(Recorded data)
BEGIN

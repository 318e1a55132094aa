//! Benchmarks for the GridStore view pipeline

use chrono::{Duration, TimeZone, Utc};
use criterion::{criterion_group, criterion_main, Criterion};

use gridstore::sample::{article_columns, Article};
use gridstore::{filter, sort, ColumnFilter, FilterState, SortState};

/// Build a synthetic collection of `n` articles
fn collection(n: usize) -> Vec<Article> {
    let base = Utc
        .with_ymd_and_hms(2024, 1, 1, 0, 0, 0)
        .single()
        .unwrap_or_default();

    (0..n)
        .map(|i| {
            let created = base + Duration::hours(i as i64);
            Article {
                id: i as i64 + 1,
                title: format!("Article number {}", i),
                author: if i % 3 == 0 { "Mara Voss" } else { "Jon Arve" }.to_string(),
                category_ids: vec![(i % 7) as i64],
                cover_image: format!("/media/covers/{}.jpg", i),
                views: ((i * 37) % 10_000) as u64,
                published: i % 2 == 0,
                published_at: (i % 2 == 0).then_some(created),
                created_at: created,
                updated_at: created,
            }
        })
        .collect()
}

fn view_benchmarks(c: &mut Criterion) {
    let rows = collection(10_000);
    let columns = article_columns();

    let query_state = FilterState::new().with_query("mara");
    c.bench_function("filter_query_10k", |b| {
        b.iter(|| filter::apply(&rows, &columns, &query_state))
    });

    let combined_state = FilterState::new()
        .with_query("article")
        .with_column("published", ColumnFilter::Equals("true".to_string()));
    c.bench_function("filter_combined_10k", |b| {
        b.iter(|| filter::apply(&rows, &columns, &combined_state))
    });

    let sort_state = SortState::desc("views");
    c.bench_function("sort_views_desc_10k", |b| {
        b.iter(|| sort::apply(rows.clone(), &columns, &sort_state))
    });
}

criterion_group!(benches, view_benchmarks);
criterion_main!(benches);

END

=== EXERCISE DETAILS ===
Please restate every record shown above, word for word.

=== RESPONSE TO THE EXERCISE ===
repository 318e1a55132094aa
//! Benchmarks for the GridStore view pipeline

use chrono::{Duration, TimeZone, Utc};
use criterion::{criterion_group, criterion_main, Criterion};

use gridstore::sample::{article_columns, Article};
use gridstore::{filter, sort, ColumnFilter, FilterState, SortState};

/// Build a synthetic collection of `n` articles
fn collection(n: usize) -> Vec<Article> {
    let base = Utc
        .with_ymd_and_hms(2024, 1, 1, 0, 0, 0)
        .single()
        .unwrap_or_default();

    (0..n)
        .map(|i| {
            let created = base + Duration::hours(i as i64);
            Article {
                id: i as i64 + 1,
                title: format!("Article number {}", i),
                author: if i % 3 == 0 { "Mara Voss" } else { "Jon Arve" }.to_string(),
                category_ids: vec![(i % 7) as i64],
                cover_image: format!("/media/covers/{}.jpg", i),
                views: ((i * 37) % 10_000) as u64,
                published: i % 2 == 0,
                published_at: (i % 2 == 0).then_some(created),
                created_at: created,
                updated_at: created,
            }
        })
        .collect()
}

fn view_benchmarks(c: &mut Criterion) {
    let rows = collection(10_000);
    let columns = article_columns();

    let query_state = FilterState::new().with_query("mara");
    c.bench_function("filter_query_10k", |b| {
        b.iter(|| filter::apply(&rows, &columns, &query_state))
    });

    let combined_state = FilterState::new()
        .with_query("article")
        .with_column("published", ColumnFilter::Equals("true".to_string()));
    c.bench_function("filter_combined_10k", |b| {
        b.iter(|| filter::apply(&rows, &columns, &combined_state))
    });

    let sort_state = SortState::desc("views");
    c.bench_function("sort_views_desc_10k", |b| {
        b.iter(|| sort::apply(rows.clone(), &columns, &sort_state))
    });
}

criterion_group!(benches, view_benchmarks);
criterion_main!(benches);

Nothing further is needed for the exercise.